TASK TO CARRY OUT -> Copy verbatim the block of lines in the entries below whose first line contains "let caches = MockImageCacheStore::new();" and whose last line contains "async fn test_materializes_once_per_uri()". Leave out all other lines.
··· DATASET CONTENT ···
//! Lazy cache of resized images
//!
//! The cache key is the download request's path and query verbatim. A hit
//! returns the stored artifact; a miss resizes the original on a blocking
//! thread, writes the artifact and records it. The artifact key is derived
//! from the request URI and writes are atomic, so two concurrent misses on
//! one URI leave a single intact artifact behind.

use bytes::Bytes;
use ferry_core::models::{Matter, NewImageCache};
use ferry_core::{AppError, ResizeParams};
use ferry_db::ImageCacheStore;
use ferry_processing::ImageTransformer;
use ferry_storage::{artifact_key, Storage};
use std::sync::Arc;

/// Bytes produced from an original file
#[derive(Debug, Clone)]
pub struct Artifact {
    pub data: Bytes,
    pub extension: &'static str,
    pub content_type: &'static str,
}

/// Turns original bytes into an artifact. CPU-bound, called off the runtime.
pub trait ArtifactMaterializer: Send + Sync {
    fn materialize(&self, source: &[u8], params: &ResizeParams) -> Result<Artifact, AppError>;
}

/// Materializer backed by the `image` crate
#[derive(Debug, Clone, Copy, Default)]
pub struct ImageResizeMaterializer;

impl ArtifactMaterializer for ImageResizeMaterializer {
    fn materialize(&self, source: &[u8], params: &ResizeParams) -> Result<Artifact, AppError> {
        let resized = ImageTransformer::resize(source, params)
            .map_err(|e| AppError::Upstream(format!("Failed to process image: {}", e)))?;

        Ok(Artifact {
            data: resized.data,
            extension: resized.extension,
            content_type: resized.content_type,
        })
    }
}

/// Where the bytes for a download live
#[derive(Debug, Clone, PartialEq, Eq)]
pub struct ResolvedArtifact {
    /// Storage key of the original or of the cached artifact
    pub path: String,
    /// Whether `path` is a derived artifact rather than the original
    pub transformed: bool,
}

#[derive(Clone)]
pub struct ImageCacheCoordinator {
    caches: Arc<dyn ImageCacheStore>,
    storage: Arc<dyn Storage>,
    materializer: Arc<dyn ArtifactMaterializer>,
}

impl ImageCacheCoordinator {
    pub fn new(
        caches: Arc<dyn ImageCacheStore>,
        storage: Arc<dyn Storage>,
        materializer: Arc<dyn ArtifactMaterializer>,
    ) -> Self {
        Self {
            caches,
            storage,
            materializer,
        }
    }

    /// Resolve the bytes to serve for `matter` requested as `request_uri`.
    #[tracing::instrument(skip(self, matter), fields(matter_id = %matter.id))]
    pub async fn resolve(
        &self,
        matter: &Matter,
        request_uri: &str,
        params: Option<ResizeParams>,
    ) -> Result<ResolvedArtifact, AppError> {
        let Some(params) = params else {
            return Ok(ResolvedArtifact {
                path: matter.path.clone(),
                transformed: false,
            });
        };

        if let Some(hit) = self.caches.find_by_uri(request_uri).await? {
            tracing::debug!(cache_id = %hit.id, path = %hit.path, "Image cache hit");
            return Ok(ResolvedArtifact {
                path: hit.path,
                transformed: true,
            });
        }

        tracing::debug!("Image cache miss");
        let start = std::time::Instant::now();

        let source = self.storage.get(&matter.path).await?;
        let materializer = self.materializer.clone();
        let artifact = tokio::task::spawn_blocking(move || materializer.materialize(&source, &params))
            .await
            .map_err(|e| AppError::Internal(format!("Image task failed: {}", e)))??;

        let key = artifact_key(matter.id, request_uri, artifact.extension);
        let size = self.storage.put(&key, artifact.data).await?;

        let record = self
            .caches
            .create(NewImageCache {
                user_id: matter.user_id,
                matter_uuid: matter.id,
                mode: params.mode,
                uri: request_uri.to_string(),
                path: key,
                size: size as i64,
            })
            .await?;

        tracing::info!(
            cache_id = %record.id,
            path = %record.path,
            size_bytes = size,
            content_type = artifact.content_type,
            duration_ms = start.elapsed().as_secs_f64() * 1000.0,
            "Image artifact materialized"
        );

        Ok(ResolvedArtifact {
            path: record.path,
            transformed: true,
        })
    }
}

#[cfg(test)]
mod tests {
    use super::*;
    use chrono::Utc;
    use ferry_core::ResizeMode;
    use ferry_db::test_helpers::MockImageCacheStore;
    use ferry_storage::LocalStorage;
    use image::{DynamicImage, ImageFormat, RgbImage};
    use std::io::Cursor;
    use std::sync::atomic::{AtomicUsize, Ordering};
    use tempfile::TempDir;
    use uuid::Uuid;

    struct Counting {
        inner: ImageResizeMaterializer,
        calls: AtomicUsize,
    }

    impl ArtifactMaterializer for Counting {
        fn materialize(&self, source: &[u8], params: &ResizeParams) -> Result<Artifact, AppError> {
            self.calls.fetch_add(1, Ordering::SeqCst);
            self.inner.materialize(source, params)
        }
    }

    fn png(width: u32, height: u32) -> Vec<u8> {
        let img = DynamicImage::ImageRgb8(RgbImage::from_pixel(width, height, image::Rgb([200, 10, 10])));
        let mut out = Cursor::new(Vec::new());
        img.write_to(&mut out, ImageFormat::Png).unwrap();
        out.into_inner()
    }

    async fn setup(
        source: Vec<u8>,
    ) -> (TempDir, ImageCacheCoordinator, Arc<Counting>, MockImageCacheStore, Arc<LocalStorage>, Matter) {
        let dir = tempfile::tempdir().unwrap();
        let storage = Arc::new(LocalStorage::new(dir.path()).await.unwrap());
        let owner = Uuid::new_v4();
        let matter_id = Uuid::new_v4();
        let path = format!("matter/{}/{}.png", owner, matter_id);
        storage.put(&path, Bytes::from(source)).await.unwrap();

        let matter = Matter {
            id: matter_id,
            user_id: owner,
            puuid: None,
            dir: false,
            privacy: false,
            name: "photo.png".to_string(),
            size: 0,
            path,
            created_at: Utc::now(),
            updated_at: Utc::now(),
        };

        let counting = Arc::new(Counting {
            inner: ImageResizeMaterializer,
            calls: AtomicUsize::new(0),
        });
        let caches = MockImageCacheStore::new();
        let coordinator =
            ImageCacheCoordinator::new(Arc::new(caches.clone()), storage.clone(), counting.clone());

        (dir, coordinator, counting, caches, storage, matter)
    }

    fn fill(w: u32, h: u32) -> Option<ResizeParams> {
        Some(ResizeParams::new(ResizeMode::Fill, Some(w), Some(h)).unwrap())
    }

    #[tokio::test]
    async fn test_no_params_serves_original() {
        let (_dir, coordinator, counting, caches, _storage, matter) = setup(png(8, 8)).await;

        let resolved = coordinator.resolve(&matter, "/api/alien/download/x/photo.png", None).await.unwrap();
        assert_eq!(resolved.path, matter.path);
        assert!(!resolved.transformed);
        assert_eq!(counting.calls.load(Ordering::SeqCst), 0);
        assert!(caches.is_empty());
    }

    #[tokio::test]
    async fn test_materializes_once_per_uri() {
        let (_dir, coordinator, counting, caches, storage, matter) = setup(png(64, 32)).await;
        let uri = "/api/alien/download/x/photo.png?ir=fill_16_16";

        let first = coordinator.resolve(&matter, uri, fill(16, 16)).await.unwrap();
        let second = coordinator.resolve(&matter, uri, fill(16, 16)).await.unwrap();

        assert_eq!(first, second);
        assert!(first.transformed);
        assert_eq!(counting.calls.load(Ordering::SeqCst), 1);
        assert_eq!(caches.len(), 1);

        let bytes = storage.get(&first.path).await.unwrap();
        let img = image::load_from_memory(&bytes).unwrap();
        assert_eq!((img.width(), img.height()), (16, 16));
    }

    #[tokio::test]
    async fn test_different_query_is_different_artifact() {
        let (_dir, coordinator, counting, caches, _storage, matter) = setup(png(64, 32)).await;

        let a = coordinator
            .resolve(&matter, "/d/photo.png?ir=fill_16_16", fill(16, 16))
            .await
            .unwrap();
        let b = coordinator
            .resolve(&matter, "/d/photo.png?ir=fill_8_8", fill(8, 8))
            .await
            .unwrap();

        assert_ne!(a.path, b.path);
        assert_eq!(counting.calls.load(Ordering::SeqCst), 2);
        assert_eq!(caches.len(), 2);
    }

    #[tokio::test]
    async fn test_concurrent_misses_leave_one_intact_artifact() {
        let (_dir, coordinator, _counting, caches, storage, matter) = setup(png(128, 128)).await;
        let uri = "/d/photo.png?ir=fixed_40_20";
        let params = Some(ResizeParams::new(ResizeMode::Fixed, Some(40), Some(20)).unwrap());

        let mut handles = Vec::new();
        for _ in 0..6 {
            let coordinator = coordinator.clone();
            let matter = matter.clone();
            handles.push(tokio::spawn(async move {
                coordinator.resolve(&matter, uri, params).await
            }));
        }

        let mut paths = Vec::new();
        for handle in handles {
            paths.push(handle.await.unwrap().unwrap().path);
        }
        paths.dedup();
        assert_eq!(paths.len(), 1);
        assert_eq!(caches.len(), 1);

        let img = image::load_from_memory(&storage.get(&paths[0]).await.unwrap()).unwrap();
        assert_eq!((img.width(), img.height()), (40, 20));
    }

    #[tokio::test]
    async fn test_non_image_fails_without_record() {
        let (_dir, coordinator, _counting, caches, _storage, matter) =
            setup(b"plain text, not an image".to_vec()).await;

        let result = coordinator.resolve(&matter, "/d/photo.png?ir=fit_10_0", Some(
            ResizeParams::new(ResizeMode::Fit, Some(10), None).unwrap(),
        )).await;

        assert!(matches!(result, Err(AppError::Upstream(_))));
        assert!(caches.is_empty());
    }
}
···
EXERCISE RESULT ->
        let caches = MockImageCacheStore::new();
        let coordinator =
            ImageCacheCoordinator::new(Arc::new(caches.clone()), storage.clone(), counting.clone());

        (dir, coordinator, counting, caches, storage, matter)
    }

    fn fill(w: u32, h: u32) -> Option<ResizeParams> {
        Some(ResizeParams::new(ResizeMode::Fill, Some(w), Some(h)).unwrap())
    }

    #[tokio::test]
    async fn test_no_params_serves_original() {
        let (_dir, coordinator, counting, caches, _storage, matter) = setup(png(8, 8)).await;

        let resolved = coordinator.resolve(&matter, "/api/alien/download/x/photo.png", None).await.unwrap();
        assert_eq!(resolved.path, matter.path);
        assert!(!resolved.transformed);
        assert_eq!(counting.calls.load(Ordering::SeqCst), 0);
        assert!(caches.is_empty());
    }

    #[tokio::test]
    async fn test_materializes_once_per_uri() {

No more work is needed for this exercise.